[Data entries]
=== Begin Enclosure ===
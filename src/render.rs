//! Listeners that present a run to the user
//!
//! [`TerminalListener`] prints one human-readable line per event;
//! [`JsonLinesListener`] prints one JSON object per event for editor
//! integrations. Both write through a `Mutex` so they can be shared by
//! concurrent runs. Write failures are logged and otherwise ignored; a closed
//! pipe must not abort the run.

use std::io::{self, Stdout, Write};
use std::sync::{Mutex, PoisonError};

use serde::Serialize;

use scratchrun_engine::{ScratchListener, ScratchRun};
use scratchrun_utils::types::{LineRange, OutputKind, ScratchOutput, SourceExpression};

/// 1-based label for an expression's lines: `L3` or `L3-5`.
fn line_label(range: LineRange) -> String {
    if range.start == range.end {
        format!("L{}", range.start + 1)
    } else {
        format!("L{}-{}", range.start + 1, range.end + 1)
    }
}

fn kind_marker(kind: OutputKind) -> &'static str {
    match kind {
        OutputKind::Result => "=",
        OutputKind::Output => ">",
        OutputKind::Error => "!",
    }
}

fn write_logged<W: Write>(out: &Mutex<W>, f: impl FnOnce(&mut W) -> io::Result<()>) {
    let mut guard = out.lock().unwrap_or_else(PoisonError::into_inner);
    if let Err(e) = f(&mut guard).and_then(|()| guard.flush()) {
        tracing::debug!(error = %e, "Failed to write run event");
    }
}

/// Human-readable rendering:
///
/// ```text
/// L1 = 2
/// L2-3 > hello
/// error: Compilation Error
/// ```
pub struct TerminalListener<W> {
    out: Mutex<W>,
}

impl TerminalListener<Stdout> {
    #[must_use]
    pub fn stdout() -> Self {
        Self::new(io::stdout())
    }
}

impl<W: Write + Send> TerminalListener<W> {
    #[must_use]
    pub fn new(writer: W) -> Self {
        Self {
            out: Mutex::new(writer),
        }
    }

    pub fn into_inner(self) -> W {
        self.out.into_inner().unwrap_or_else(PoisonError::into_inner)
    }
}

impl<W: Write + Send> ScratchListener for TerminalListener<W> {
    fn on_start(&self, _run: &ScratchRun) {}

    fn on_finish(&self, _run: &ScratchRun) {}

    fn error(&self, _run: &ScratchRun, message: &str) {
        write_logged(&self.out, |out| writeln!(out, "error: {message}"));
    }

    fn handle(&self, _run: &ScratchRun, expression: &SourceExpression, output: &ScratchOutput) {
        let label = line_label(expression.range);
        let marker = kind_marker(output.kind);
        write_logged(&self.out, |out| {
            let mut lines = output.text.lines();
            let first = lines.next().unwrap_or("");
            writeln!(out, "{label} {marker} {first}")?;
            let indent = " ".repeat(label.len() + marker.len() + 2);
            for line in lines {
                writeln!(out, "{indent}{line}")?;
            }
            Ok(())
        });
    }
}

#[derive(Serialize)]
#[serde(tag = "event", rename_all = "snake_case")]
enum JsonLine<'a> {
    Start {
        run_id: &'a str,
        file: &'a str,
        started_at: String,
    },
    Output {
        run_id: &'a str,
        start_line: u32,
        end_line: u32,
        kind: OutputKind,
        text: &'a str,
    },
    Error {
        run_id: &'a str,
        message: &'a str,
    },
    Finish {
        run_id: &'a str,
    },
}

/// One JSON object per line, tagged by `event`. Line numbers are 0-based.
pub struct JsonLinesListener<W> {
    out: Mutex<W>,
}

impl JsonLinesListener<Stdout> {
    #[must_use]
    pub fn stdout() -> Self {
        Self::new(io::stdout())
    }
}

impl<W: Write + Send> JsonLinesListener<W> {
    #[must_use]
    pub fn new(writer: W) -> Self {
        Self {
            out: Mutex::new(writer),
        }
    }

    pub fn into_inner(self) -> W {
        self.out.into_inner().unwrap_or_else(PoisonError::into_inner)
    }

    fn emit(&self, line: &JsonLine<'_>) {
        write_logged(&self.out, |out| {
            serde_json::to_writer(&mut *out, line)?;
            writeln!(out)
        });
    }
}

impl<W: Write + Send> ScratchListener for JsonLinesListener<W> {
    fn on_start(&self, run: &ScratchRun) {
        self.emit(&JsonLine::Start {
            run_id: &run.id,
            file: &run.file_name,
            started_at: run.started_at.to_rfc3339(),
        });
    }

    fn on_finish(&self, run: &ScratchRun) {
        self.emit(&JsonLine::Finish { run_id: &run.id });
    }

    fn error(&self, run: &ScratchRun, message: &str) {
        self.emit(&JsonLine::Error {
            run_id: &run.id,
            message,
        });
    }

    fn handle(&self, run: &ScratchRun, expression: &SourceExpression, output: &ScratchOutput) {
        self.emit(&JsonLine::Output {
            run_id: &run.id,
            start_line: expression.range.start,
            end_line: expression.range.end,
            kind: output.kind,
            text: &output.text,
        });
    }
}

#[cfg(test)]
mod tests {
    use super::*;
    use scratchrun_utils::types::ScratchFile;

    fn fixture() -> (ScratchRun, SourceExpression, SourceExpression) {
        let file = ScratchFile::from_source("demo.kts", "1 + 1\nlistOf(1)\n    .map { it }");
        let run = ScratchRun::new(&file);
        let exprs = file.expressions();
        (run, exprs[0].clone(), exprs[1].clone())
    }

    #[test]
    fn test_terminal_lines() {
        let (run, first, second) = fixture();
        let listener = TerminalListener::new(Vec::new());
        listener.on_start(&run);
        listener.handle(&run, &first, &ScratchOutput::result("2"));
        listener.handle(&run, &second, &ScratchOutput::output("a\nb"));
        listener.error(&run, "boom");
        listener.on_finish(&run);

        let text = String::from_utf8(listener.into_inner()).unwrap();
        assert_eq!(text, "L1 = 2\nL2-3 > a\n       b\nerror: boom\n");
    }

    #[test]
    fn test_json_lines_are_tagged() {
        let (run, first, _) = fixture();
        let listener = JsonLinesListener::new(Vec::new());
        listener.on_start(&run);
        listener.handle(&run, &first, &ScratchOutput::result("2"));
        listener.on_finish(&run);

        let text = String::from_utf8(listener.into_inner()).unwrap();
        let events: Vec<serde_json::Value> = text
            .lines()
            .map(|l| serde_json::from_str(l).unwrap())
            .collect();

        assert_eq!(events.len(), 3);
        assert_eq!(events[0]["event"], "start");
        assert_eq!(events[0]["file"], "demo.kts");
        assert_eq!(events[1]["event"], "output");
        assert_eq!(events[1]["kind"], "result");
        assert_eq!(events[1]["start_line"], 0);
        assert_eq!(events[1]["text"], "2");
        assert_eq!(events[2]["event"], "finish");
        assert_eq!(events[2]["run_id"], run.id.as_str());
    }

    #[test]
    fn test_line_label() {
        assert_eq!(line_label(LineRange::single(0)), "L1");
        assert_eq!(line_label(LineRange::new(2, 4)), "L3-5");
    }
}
=== End Enclosure ===
=== Begin Enclosure ===
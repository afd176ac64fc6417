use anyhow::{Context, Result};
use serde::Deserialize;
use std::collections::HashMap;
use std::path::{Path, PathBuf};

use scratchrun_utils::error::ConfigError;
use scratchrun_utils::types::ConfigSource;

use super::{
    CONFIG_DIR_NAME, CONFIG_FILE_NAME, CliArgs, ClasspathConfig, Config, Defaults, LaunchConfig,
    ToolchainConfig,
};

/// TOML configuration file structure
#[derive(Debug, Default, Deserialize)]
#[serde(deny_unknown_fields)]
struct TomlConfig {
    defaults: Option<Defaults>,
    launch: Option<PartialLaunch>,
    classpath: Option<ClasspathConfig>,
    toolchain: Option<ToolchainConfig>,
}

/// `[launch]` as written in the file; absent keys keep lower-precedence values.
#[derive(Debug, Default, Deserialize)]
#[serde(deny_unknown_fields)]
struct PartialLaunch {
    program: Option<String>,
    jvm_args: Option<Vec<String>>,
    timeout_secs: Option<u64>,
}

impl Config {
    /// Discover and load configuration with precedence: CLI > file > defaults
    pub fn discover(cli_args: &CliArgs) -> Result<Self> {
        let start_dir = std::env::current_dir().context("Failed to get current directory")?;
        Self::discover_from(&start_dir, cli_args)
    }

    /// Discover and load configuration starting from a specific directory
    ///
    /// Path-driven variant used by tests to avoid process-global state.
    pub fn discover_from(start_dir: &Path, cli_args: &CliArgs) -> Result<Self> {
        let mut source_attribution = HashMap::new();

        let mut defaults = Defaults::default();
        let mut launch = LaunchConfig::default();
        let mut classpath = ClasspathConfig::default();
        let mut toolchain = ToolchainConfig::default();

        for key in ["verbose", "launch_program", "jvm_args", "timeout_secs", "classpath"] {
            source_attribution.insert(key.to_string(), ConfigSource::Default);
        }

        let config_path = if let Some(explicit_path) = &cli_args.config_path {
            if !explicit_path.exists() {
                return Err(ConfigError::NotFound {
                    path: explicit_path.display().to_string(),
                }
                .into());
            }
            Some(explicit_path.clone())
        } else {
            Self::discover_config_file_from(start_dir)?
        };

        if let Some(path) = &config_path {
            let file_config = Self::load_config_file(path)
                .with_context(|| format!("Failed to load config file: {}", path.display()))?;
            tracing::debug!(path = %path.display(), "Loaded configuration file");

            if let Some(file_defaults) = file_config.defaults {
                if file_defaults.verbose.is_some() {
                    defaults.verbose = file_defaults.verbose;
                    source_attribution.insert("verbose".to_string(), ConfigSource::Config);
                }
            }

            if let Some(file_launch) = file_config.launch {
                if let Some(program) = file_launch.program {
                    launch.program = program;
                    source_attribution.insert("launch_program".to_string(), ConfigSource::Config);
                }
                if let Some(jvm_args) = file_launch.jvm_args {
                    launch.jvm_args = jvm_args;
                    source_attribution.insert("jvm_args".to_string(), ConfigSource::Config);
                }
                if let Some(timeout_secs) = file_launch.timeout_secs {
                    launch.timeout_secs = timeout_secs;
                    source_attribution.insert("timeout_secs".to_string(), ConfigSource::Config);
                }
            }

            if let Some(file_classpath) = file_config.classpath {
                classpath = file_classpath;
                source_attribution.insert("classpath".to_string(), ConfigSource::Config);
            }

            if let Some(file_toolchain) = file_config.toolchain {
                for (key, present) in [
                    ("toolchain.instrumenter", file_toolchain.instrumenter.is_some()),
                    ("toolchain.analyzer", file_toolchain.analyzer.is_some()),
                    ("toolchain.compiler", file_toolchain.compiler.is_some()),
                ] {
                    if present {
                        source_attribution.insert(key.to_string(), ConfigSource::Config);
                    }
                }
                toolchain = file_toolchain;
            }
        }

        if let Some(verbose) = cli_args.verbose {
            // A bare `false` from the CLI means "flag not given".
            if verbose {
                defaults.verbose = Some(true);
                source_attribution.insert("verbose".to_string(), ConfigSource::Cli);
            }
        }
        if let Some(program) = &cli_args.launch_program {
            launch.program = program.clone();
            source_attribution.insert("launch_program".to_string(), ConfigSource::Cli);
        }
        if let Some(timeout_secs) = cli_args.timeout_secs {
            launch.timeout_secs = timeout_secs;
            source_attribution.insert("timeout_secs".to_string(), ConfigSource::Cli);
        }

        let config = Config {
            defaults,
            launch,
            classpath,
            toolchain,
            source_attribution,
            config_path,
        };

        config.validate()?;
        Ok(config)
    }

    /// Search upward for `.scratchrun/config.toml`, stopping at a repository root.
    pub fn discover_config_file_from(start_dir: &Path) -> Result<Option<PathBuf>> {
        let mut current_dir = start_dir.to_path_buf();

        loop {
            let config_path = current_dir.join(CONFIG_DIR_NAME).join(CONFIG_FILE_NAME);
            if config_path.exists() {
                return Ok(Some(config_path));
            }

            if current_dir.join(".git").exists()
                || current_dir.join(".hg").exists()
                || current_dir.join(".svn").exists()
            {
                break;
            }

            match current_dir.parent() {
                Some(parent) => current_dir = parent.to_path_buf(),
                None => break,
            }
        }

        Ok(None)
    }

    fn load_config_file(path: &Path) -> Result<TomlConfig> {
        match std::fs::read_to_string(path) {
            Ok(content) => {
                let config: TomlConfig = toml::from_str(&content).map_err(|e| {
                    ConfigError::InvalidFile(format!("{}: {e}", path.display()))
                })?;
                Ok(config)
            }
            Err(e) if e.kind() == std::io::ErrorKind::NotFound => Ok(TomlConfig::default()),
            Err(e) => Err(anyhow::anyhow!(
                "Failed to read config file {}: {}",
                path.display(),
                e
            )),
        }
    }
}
=== End Enclosure ===
Which lines above carry the string "tests"? Copy those lines.

mod tests {
    /// Path-driven variant used by tests to avoid process-global state.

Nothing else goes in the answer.